→ **EXERCISE AIM**:
Could you find every line in the entries below that holds the word "EnvFilter" and copy it?

(RECORDS SHOWN begins)

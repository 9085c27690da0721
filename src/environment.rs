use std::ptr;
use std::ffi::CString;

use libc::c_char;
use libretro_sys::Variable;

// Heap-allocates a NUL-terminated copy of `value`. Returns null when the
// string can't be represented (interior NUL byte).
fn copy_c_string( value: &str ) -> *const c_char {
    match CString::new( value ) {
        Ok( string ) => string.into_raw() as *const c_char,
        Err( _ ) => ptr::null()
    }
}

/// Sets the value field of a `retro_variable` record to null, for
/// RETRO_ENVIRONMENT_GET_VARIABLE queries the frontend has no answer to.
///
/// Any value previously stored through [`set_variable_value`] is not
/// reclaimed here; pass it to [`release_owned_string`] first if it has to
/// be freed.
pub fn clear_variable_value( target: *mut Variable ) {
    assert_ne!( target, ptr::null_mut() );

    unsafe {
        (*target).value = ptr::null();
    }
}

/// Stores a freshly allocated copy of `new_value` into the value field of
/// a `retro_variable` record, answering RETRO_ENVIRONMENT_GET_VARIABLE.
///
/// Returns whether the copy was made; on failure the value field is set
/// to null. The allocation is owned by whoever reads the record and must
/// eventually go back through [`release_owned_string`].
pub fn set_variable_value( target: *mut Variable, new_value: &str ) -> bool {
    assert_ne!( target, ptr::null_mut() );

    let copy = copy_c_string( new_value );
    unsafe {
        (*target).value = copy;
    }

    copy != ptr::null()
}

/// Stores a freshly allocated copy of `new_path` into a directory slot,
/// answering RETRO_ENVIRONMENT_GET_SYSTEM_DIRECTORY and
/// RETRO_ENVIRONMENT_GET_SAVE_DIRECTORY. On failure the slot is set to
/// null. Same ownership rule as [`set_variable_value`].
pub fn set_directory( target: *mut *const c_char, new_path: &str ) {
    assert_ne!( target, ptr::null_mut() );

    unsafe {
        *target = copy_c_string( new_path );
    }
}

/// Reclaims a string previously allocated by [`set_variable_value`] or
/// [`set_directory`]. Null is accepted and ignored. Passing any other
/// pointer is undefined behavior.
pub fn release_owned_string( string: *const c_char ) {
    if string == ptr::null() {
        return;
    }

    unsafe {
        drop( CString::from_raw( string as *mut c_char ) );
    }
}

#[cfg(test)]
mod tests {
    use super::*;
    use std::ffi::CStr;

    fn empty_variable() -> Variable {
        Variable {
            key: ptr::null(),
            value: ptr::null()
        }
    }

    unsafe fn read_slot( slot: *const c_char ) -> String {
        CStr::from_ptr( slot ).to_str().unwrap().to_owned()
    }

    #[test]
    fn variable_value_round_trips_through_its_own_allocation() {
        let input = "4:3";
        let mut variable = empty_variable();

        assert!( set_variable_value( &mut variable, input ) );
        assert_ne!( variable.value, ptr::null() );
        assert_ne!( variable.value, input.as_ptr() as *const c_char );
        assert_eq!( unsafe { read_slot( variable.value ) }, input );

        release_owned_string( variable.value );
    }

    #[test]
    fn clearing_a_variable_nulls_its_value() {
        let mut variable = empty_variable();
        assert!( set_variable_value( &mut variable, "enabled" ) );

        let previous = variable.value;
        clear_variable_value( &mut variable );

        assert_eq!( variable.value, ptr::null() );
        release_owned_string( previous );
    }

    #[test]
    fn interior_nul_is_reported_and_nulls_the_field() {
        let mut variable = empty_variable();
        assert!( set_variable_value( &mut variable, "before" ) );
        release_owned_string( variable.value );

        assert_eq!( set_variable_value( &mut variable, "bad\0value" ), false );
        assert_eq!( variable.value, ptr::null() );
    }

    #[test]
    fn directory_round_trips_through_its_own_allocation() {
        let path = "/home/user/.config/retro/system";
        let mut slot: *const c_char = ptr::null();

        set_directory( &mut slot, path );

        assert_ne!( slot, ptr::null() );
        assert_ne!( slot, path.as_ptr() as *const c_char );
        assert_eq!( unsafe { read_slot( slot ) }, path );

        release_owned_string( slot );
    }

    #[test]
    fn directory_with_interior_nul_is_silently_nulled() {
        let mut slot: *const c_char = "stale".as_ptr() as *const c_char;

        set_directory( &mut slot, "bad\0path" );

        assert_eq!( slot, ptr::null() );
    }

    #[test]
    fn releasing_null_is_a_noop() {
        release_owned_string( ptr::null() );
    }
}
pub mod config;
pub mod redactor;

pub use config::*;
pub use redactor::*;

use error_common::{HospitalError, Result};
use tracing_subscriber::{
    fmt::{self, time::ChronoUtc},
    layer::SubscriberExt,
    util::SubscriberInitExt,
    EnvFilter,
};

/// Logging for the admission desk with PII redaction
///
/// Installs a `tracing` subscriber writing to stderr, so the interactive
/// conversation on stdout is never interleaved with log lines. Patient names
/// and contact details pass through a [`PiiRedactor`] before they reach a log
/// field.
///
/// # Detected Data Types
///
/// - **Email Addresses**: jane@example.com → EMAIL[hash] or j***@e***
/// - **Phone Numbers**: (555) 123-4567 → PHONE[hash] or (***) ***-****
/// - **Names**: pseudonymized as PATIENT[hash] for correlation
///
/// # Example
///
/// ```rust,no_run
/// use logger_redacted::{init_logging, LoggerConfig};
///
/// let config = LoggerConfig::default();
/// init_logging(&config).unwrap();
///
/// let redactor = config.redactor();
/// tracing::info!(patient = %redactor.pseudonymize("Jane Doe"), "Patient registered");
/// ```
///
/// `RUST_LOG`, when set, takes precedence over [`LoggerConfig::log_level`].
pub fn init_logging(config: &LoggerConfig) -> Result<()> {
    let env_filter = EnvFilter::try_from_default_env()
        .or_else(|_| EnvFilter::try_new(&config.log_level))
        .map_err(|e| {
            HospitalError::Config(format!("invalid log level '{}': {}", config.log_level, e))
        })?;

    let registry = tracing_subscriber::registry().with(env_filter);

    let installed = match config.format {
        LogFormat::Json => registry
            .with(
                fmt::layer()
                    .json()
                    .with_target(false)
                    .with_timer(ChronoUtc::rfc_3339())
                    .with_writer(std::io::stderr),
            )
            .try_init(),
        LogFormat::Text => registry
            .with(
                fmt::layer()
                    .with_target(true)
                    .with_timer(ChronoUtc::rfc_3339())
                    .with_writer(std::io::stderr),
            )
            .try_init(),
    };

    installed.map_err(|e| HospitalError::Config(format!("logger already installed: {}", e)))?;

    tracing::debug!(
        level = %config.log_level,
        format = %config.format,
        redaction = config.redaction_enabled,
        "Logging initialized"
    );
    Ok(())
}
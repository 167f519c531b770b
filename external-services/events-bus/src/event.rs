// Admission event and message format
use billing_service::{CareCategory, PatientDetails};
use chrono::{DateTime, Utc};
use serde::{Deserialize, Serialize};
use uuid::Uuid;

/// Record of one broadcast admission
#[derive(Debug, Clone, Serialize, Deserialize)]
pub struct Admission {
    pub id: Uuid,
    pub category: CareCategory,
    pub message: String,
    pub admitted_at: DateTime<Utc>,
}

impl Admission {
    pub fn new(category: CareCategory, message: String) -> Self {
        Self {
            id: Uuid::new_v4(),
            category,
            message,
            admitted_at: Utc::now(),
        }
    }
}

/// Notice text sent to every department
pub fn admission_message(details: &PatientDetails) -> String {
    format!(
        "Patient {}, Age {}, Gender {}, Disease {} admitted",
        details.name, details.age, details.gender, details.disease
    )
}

(RECORDS SHOWN ends)

→ **TASK SOLUTION**:
    EnvFilter,
    let env_filter = EnvFilter::try_from_default_env()
        .or_else(|_| EnvFilter::try_new(&config.log_level))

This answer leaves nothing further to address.